A Dra. Aline, além de ser gestora de políticas públicas e estar se graduando em Psicologia, destaca que, como filha e mãe, sua empatia pelas mulheres nessa situação é ainda mais profunda. Ela reforça:
“Dar nome ao natimorto, poder escolher realizar ou não um ritual, ter um espaço reservado e digno são elementos que ajudam a elaborar o luto de forma saudável, sem revitimizar a mulher em um momento de extrema vulnerabilidade.”
Com um trabalho social igualmente dedicado à população, a pedagoga Catarina Teixeira atua na sociedade buscando adequação à realidade das mulheres e trabalha na área da educação humanizada. Catarina considera que o avanço é também educacional e cultural:

“Educar para a empatia e para a escuta é fundamental. Muitas vezes, o sistema de saúde e a sociedade invisibilizam essas perdas, tratando-as como uma estatística, quando, na verdade, há uma família destroçada por trás de cada número.”
O impacto psicológico das perdas gestacionais
Estudos internacionais, como o publicado pela The Lancet, indicam que mulheres que passam por perdas gestacionais sem o devido acolhimento têm até quatro vezes mais risco de desenvolver depressão severa.
No Brasil, levantamento da Fiocruz revelou que cerca de 20% das mulheres que perdem seus bebês não recebem sequer um encaminhamento para atendimento psicológico, ampliando a vulnerabilidade e o risco de adoecimento mental.
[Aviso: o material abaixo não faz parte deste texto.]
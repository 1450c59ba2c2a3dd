//! Constant deduplication against the global pool.
//!
//! A lowered function embeds its constants. Those already stored in the
//! `constants` archive can be dropped from the function table. Only the
//! `constants` field shrinks: instructions, operators, types and register
//! size pass through untouched, and surviving constants keep their order.
//!
//! Whether a table constant "is in the pool" depends on the
//! [`ConstantEquivalence`]. Scalars, strings and containers compare
//! structurally under both policies. Objects compare by identity. Doubles
//! compare by bit pattern.

use mobex_ir::{Tensor, Value};
use mobex_lower::FunctionRecord;
use rustc_hash::FxHashSet;

/// How tensors in function tables are matched against pool tensors.
#[derive(Clone, Copy, Debug, Default, PartialEq, Eq)]
pub enum ConstantEquivalence {
    /// Same dtype, shape and bytes.
    #[default]
    Structural,
    /// Same canonical printed form. Large tensors print summarised, so two
    /// different tensors can match.
    Printed,
}

#[derive(Clone, Debug, PartialEq, Eq, Hash)]
enum TensorKey {
    Structural {
        dtype: &'static str,
        shape: Vec<i64>,
        bytes: Vec<u8>,
    },
    Printed(String),
}

/// Hashable image of a constant under one equivalence.
#[derive(Clone, Debug, PartialEq, Eq, Hash)]
enum ConstantKey {
    None,
    Bool(bool),
    Int(i64),
    Double(u64),
    Str(String),
    Tensor(TensorKey),
    Tuple(Vec<ConstantKey>),
    List(Vec<ConstantKey>),
    Dict(Vec<(ConstantKey, ConstantKey)>),
    Object(usize),
}

impl ConstantEquivalence {
    fn tensor_key(self, tensor: &Tensor) -> TensorKey {
        match self {
            ConstantEquivalence::Structural => TensorKey::Structural {
                dtype: tensor.dtype().name(),
                shape: tensor.shape().to_vec(),
                bytes: tensor.bytes().to_vec(),
            },
            ConstantEquivalence::Printed => TensorKey::Printed(tensor.to_string()),
        }
    }

    fn key(self, value: &Value) -> ConstantKey {
        match value {
            Value::None => ConstantKey::None,
            Value::Bool(b) => ConstantKey::Bool(*b),
            Value::Int(i) => ConstantKey::Int(*i),
            Value::Double(d) => ConstantKey::Double(d.to_bits()),
            Value::Str(s) => ConstantKey::Str(s.clone()),
            Value::Tensor(t) => ConstantKey::Tensor(self.tensor_key(t)),
            Value::Tuple(items) => ConstantKey::Tuple(items.iter().map(|v| self.key(v)).collect()),
            Value::List(items) => ConstantKey::List(items.iter().map(|v| self.key(v)).collect()),
            Value::Dict(entries) => ConstantKey::Dict(
                entries
                    .iter()
                    .map(|(k, v)| (self.key(k), self.key(v)))
                    .collect(),
            ),
            Value::Object(object) => ConstantKey::Object(std::rc::Rc::as_ptr(object) as usize),
        }
    }

    /// Whether `a` and `b` are the same constant under this policy.
    pub fn equivalent(self, a: &Value, b: &Value) -> bool {
        self.key(a) == self.key(b)
    }
}

/// Membership test for the global constant pool.
#[derive(Debug)]
pub struct ConstantPool {
    equivalence: ConstantEquivalence,
    keys: FxHashSet<ConstantKey>,
}

impl ConstantPool {
    pub fn new(equivalence: ConstantEquivalence, constants: &[Value]) -> Self {
        Self {
            equivalence,
            keys: constants.iter().map(|c| equivalence.key(c)).collect(),
        }
    }

    pub fn contains(&self, value: &Value) -> bool {
        self.keys.contains(&self.equivalence.key(value))
    }
}

/// Drop every table constant already present in `pool`. Returns how many
/// constants were removed in total.
pub fn deduplicate_constants(functions: &mut [FunctionRecord], pool: &ConstantPool) -> usize {
    let mut removed = 0;
    for function in functions {
        let constants = &mut function.table.constants;
        let before = constants.len();
        constants.retain(|constant| !pool.contains(constant));
        let dropped = before - constants.len();
        if dropped > 0 {
            tracing::debug!(function = %function.name, removed = dropped, "deduplicated constants");
        }
        removed += dropped;
    }
    removed
}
Comparativo internacional: como o mundo trata o luto gestacional
A entrada em vigor da política brasileira coloca o país em consonância com as melhores práticas internacionais:
- Reino Unido: o National Health Service (NHS) oferece suporte psicológico especializado, grupos de apoio e protocolos clínicos específicos para perdas perinatais. Além disso, políticas garantem licença maternidade mesmo em casos de perda gestacional.
- Canadá: programas como o Pregnancy and Infant Loss Network (PAIL) oferecem suporte emocional, formação de profissionais e grupos de apoio gratuitos para famílias enlutadas, sendo referência na América do Norte.
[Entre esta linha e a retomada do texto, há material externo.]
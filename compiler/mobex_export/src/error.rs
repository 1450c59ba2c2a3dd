//! Export errors.

use mobex_lower::{GraphError, LowerError};

/// Why an export failed.
///
/// Every variant is fatal: the container written so far is incomplete and
/// must be discarded.
#[derive(Debug, thiserror::Error)]
pub enum ExportError {
    /// A method uses a construct the mobile runtime cannot execute.
    #[error(transparent)]
    Lower(#[from] LowerError),

    /// A method body could not be printed as source.
    #[error("`{method}`: malformed graph: {source}")]
    MalformedMethod {
        method: String,
        #[source]
        source: GraphError,
    },

    /// A read-back table did not have the expected shape.
    #[error("malformed table: expected {expected}, found {found}")]
    MalformedTable { expected: &'static str, found: String },

    /// An operator entry did not have exactly two fields.
    #[error("operator name entry has {arity} fields, expected 2 (name, overload)")]
    MalformedOperatorName { arity: usize },

    #[error("malformed archive: {0}")]
    MalformedArchive(String),

    #[error("pickling failed: {0}")]
    Pickle(#[from] bincode::Error),

    #[error("writing record failed: {0}")]
    Io(#[from] std::io::Error),
}

impl ExportError {
    pub(crate) fn table(expected: &'static str, found: &mobex_ir::Value) -> Self {
        ExportError::MalformedTable {
            expected,
            found: found.tag_kind().to_owned(),
        }
    }
}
- Estados Unidos: organizações como a Postpartum Support International atuam com programas específicos para o luto gestacional e neonatal, além de grupos de apoio e aconselhamento psicológico acessíveis.
- Austrália: o governo oferece suporte através do programa SANDS, que fornece apoio emocional e orientação prática às famílias que perderam bebês durante a gestação ou após o nascimento.
Com a nova política, o Brasil se une a este grupo de nações que entendem o luto gestacional como uma questão de saúde pública e direitos humanos.
Desafios e próximos passos
Embora a legislação represente um avanço significativo, especialistas apontam desafios importantes:
- Capacitação em larga escala de profissionais de saúde;
- Adequação de infraestrutura hospitalar para garantir espaços de acolhimento diferenciados;
- Campanhas de conscientização para combater o estigma social relacionado à perda gestacional e neonatal.
Para Aline Teixeira:
“Precisamos agora garantir que essa lei saia do papel e transforme realidades. As mulheres não podem mais ser invisibilizadas em seus lutos.”
A pedagoga Catarina Teixeira complementa:
“Cada mulher que passar por esse luto merece ser tratada com respeito, acolhimento e humanidade. Isso é mais do que uma obrigação legal, é um dever ético e social.”
Compromisso da São Paulo TV Broadcasting
Como veículo comprometido com os direitos humanos e com a valorização das mulheres, a São Paulo TV Broadcasting continuará acompanhando a implantação dessa política pública, dando voz às famílias e profissionais que atuam na linha de frente deste atendimento tão necessário.
Da redação da São Paulo TV Broadcasting
Bene Correa e Bia Ciglioni
Com informações do Ministério da Saúde, OMS, Fiocruz, Febrasgo, NHS, PAIL, PSI e SANDS.